9/10
Classic British Comedy
26 August 2003
At the time of it's release in 1953, as one of the last of the well loved genre of Ealing comedies, The Titfield Thunderbolt was considered one of the weaker Ealing films. Time has treated the film well, and this picture of a lost England is now among the treasured possessions of the British Film industry on a par with many of it's more famous stalemates such as Kind Hearts and Coronets and The Lavender Hill Mob. The film tells the story of a village railway line threatened with closure and taken over by the villagers, a classic David and Goliath story so loved by English filmmakers. It has a strong cast headed by Stanley Holloway as the village entrepreneur, John Gregson as the village squire and George Relph as the vicar, with superb supporting performances from Hugh Griffith, Naunton Wayne, Sidney James and Godfrey Tearle.

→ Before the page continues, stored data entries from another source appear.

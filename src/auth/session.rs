//! Session management
//!
//! Uses HMAC-signed tokens stored in cookies.
//! No server-side session storage needed: the cookie carries the
//! tokens the identity provider issued.

use axum_extra::extract::cookie::{Cookie, SameSite};
use base64::{Engine as _, engine::general_purpose};
use chrono::{DateTime, Utc};
use hmac::{Hmac, Mac};
use serde::{Deserialize, Serialize};
use sha2::Sha256;

use super::provider::AuthSession;
use crate::config::AppConfig;
use crate::error::AppError;

/// Session cookie name
pub const SESSION_COOKIE: &str = "session";

type HmacSha256 = Hmac<Sha256>;

/// User session data
///
/// Stored in a signed cookie.
#[derive(Debug, Clone, PartialEq, Serialize, Deserialize)]
pub struct Session {
    /// Identity provider user id
    pub user_id: String,
    pub email: Option<String>,
    pub full_name: Option<String>,
    pub access_token: String,
    pub refresh_token: String,
    /// When the access token expires
    pub expires_at: DateTime<Utc>,
    /// When session was created
    pub created_at: DateTime<Utc>,
}

impl Session {
    pub fn from_auth(auth: &AuthSession) -> Self {
        Self {
            user_id: auth.user.id.clone(),
            email: auth.user.email.clone(),
            full_name: auth.user.full_name(),
            access_token: auth.access_token.clone(),
            refresh_token: auth.refresh_token.clone(),
            expires_at: auth.expires_at,
            created_at: Utc::now(),
        }
    }

    /// Check if the access token is expired
    pub fn is_expired(&self) -> bool {
        self.expires_at < Utc::now()
    }

    /// Name shown in the navigation bar
    pub fn display_name(&self) -> &str {
        self.full_name
            .as_deref()
            .or(self.email.as_deref())
            .unwrap_or("Account")
    }

    /// Keep the original creation time across refreshes
    pub fn refreshed(&self, auth: &AuthSession) -> Self {
        Self {
            created_at: self.created_at,
            ..Self::from_auth(auth)
        }
    }
}

fn mac(secret: &str) -> Result<HmacSha256, AppError> {
    HmacSha256::new_from_slice(secret.as_bytes()).map_err(|e| AppError::Encryption(e.to_string()))
}

/// Create a signed session token
///
/// Token format: base64(payload).base64(hmac_sha256(payload))
pub fn create_session_token(session: &Session, secret: &str) -> Result<String, AppError> {
    let payload = serde_json::to_string(session).map_err(|e| AppError::Internal(e.into()))?;
    let payload_b64 = general_purpose::URL_SAFE_NO_PAD.encode(payload.as_bytes());

    let mut mac = mac(secret)?;
    mac.update(payload_b64.as_bytes());
    let signature = mac.finalize().into_bytes();
    let signature_b64 = general_purpose::URL_SAFE_NO_PAD.encode(signature);

    Ok(format!("{}.{}", payload_b64, signature_b64))
}

/// Verify and decode a session token
///
/// An expired access token is still returned so the caller can
/// refresh it.
///
/// # Errors
/// Returns `Unauthorized` if the signature is invalid or the token is malformed
pub fn verify_session_token(token: &str, secret: &str) -> Result<Session, AppError> {
    let (payload_b64, signature_b64) = token.split_once('.').ok_or(AppError::Unauthorized)?;
    if signature_b64.contains('.') {
        return Err(AppError::Unauthorized);
    }

    let signature = general_purpose::URL_SAFE_NO_PAD
        .decode(signature_b64)
        .map_err(|_| AppError::Unauthorized)?;

    let mut mac = mac(secret)?;
    mac.update(payload_b64.as_bytes());
    mac.verify_slice(&signature)
        .map_err(|_| AppError::Unauthorized)?;

    let payload = general_purpose::URL_SAFE_NO_PAD
        .decode(payload_b64)
        .map_err(|_| AppError::Unauthorized)?;

    serde_json::from_slice(&payload).map_err(|_| AppError::Unauthorized)
}

/// Build the session cookie for a signed token
pub fn session_cookie(token: String, config: &AppConfig) -> Cookie<'static> {
    Cookie::build((SESSION_COOKIE, token))
        .path("/")
        .http_only(true)
        .same_site(SameSite::Lax)
        .secure(config.should_use_secure_cookies())
        .max_age(time::Duration::seconds(config.auth.session_max_age))
        .build()
}

/// Sign a session and wrap it in a cookie
pub fn issue_session_cookie(
    session: &Session,
    config: &AppConfig,
) -> Result<Cookie<'static>, AppError> {
    let token = create_session_token(session, &config.auth.session_secret)?;
    Ok(session_cookie(token, config))
}

/// Cookie that removes the session when added to a jar
pub fn removal_cookie() -> Cookie<'static> {
    Cookie::build((SESSION_COOKIE, "")).path("/").build()
}

#[cfg(test)]
mod tests {
    use super::*;
    use crate::auth::AuthUser;
    use chrono::Duration;

    const SECRET: &str = "0123456789abcdef0123456789abcdef";

    fn session() -> Session {
        Session {
            user_id: "user-1".to_string(),
            email: Some("ada@example.com".to_string()),
            full_name: Some("Ada Lovelace".to_string()),
            access_token: "access".to_string(),
            refresh_token: "refresh".to_string(),
            expires_at: Utc::now() + Duration::hours(1),
            created_at: Utc::now(),
        }
    }

    #[test]
    fn token_verifies_with_same_secret() {
        let session = session();
        let token = create_session_token(&session, SECRET).unwrap();
        assert_eq!(verify_session_token(&token, SECRET).unwrap(), session);
    }

    #[test]
    fn token_rejected_with_other_secret() {
        let token = create_session_token(&session(), SECRET).unwrap();
        let result = verify_session_token(&token, "another-secret-another-secret-xx");
        assert!(matches!(result, Err(AppError::Unauthorized)));
    }

    #[test]
    fn tampered_payload_is_rejected() {
        let token = create_session_token(&session(), SECRET).unwrap();
        let (_, signature) = token.split_once('.').unwrap();

        let mut forged = session();
        forged.user_id = "someone-else".to_string();
        let forged_payload = general_purpose::URL_SAFE_NO_PAD
            .encode(serde_json::to_string(&forged).unwrap().as_bytes());

        let result = verify_session_token(&format!("{forged_payload}.{signature}"), SECRET);
        assert!(matches!(result, Err(AppError::Unauthorized)));
    }

    #[test]
    fn malformed_tokens_are_rejected() {
        for token in ["", "no-dot", "a.b.c", "!!!.???"] {
            assert!(
                matches!(verify_session_token(token, SECRET), Err(AppError::Unauthorized)),
                "{token:?} should be rejected"
            );
        }
    }

    #[test]
    fn expired_session_still_decodes() {
        let mut session = session();
        session.expires_at = Utc::now() - Duration::minutes(5);
        let token = create_session_token(&session, SECRET).unwrap();

        let decoded = verify_session_token(&token, SECRET).unwrap();
        assert!(decoded.is_expired());
    }

    #[test]
    fn refreshed_session_keeps_creation_time() {
        let original = session();
        let auth = AuthSession {
            access_token: "new-access".to_string(),
            refresh_token: "new-refresh".to_string(),
            expires_at: Utc::now() + Duration::hours(2),
            user: AuthUser {
                id: "user-1".to_string(),
                email: Some("ada@example.com".to_string()),
                user_metadata: serde_json::json!({ "full_name": "Ada Lovelace" }),
            },
        };

        let refreshed = original.refreshed(&auth);
        assert_eq!(refreshed.created_at, original.created_at);
        assert_eq!(refreshed.access_token, "new-access");
        assert_eq!(refreshed.display_name(), "Ada Lovelace");
    }

    #[test]
    fn session_cookie_flags() {
        let config = crate::config::tests::valid_config();
        let cookie = issue_session_cookie(&session(), &config).unwrap();

        assert_eq!(cookie.name(), SESSION_COOKIE);
        assert_eq!(cookie.http_only(), Some(true));
        assert_eq!(cookie.same_site(), Some(SameSite::Lax));
        assert_eq!(cookie.path(), Some("/"));
        assert_eq!(
            cookie.max_age(),
            Some(time::Duration::seconds(config.auth.session_max_age))
        );
    }
}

With a sharp script by TEB `Tibby' Clarke and superbly well paced direction from Charles Crichton which does not flag, or let up for one minute. It contains some excellent set pieces such as drunkards Holloway and Griffith stealing a steam engine, the duel between James on a steamroller and a locomotive and the public bar scene with the `villains' mirroring a western film showing in the background. There are also some superb one liners, Relph questioning the faith of men in Canterbury in failing to keep open an amateur railway and the realisation and horror of discovering that the privatised railway is making a profit and could be in danger of being nationalised again. All in all, an excellent portrayal of a long lost rural England where life centred around the village pub, village church and the village squire, an England where the Englishman could indulge his passion for railways.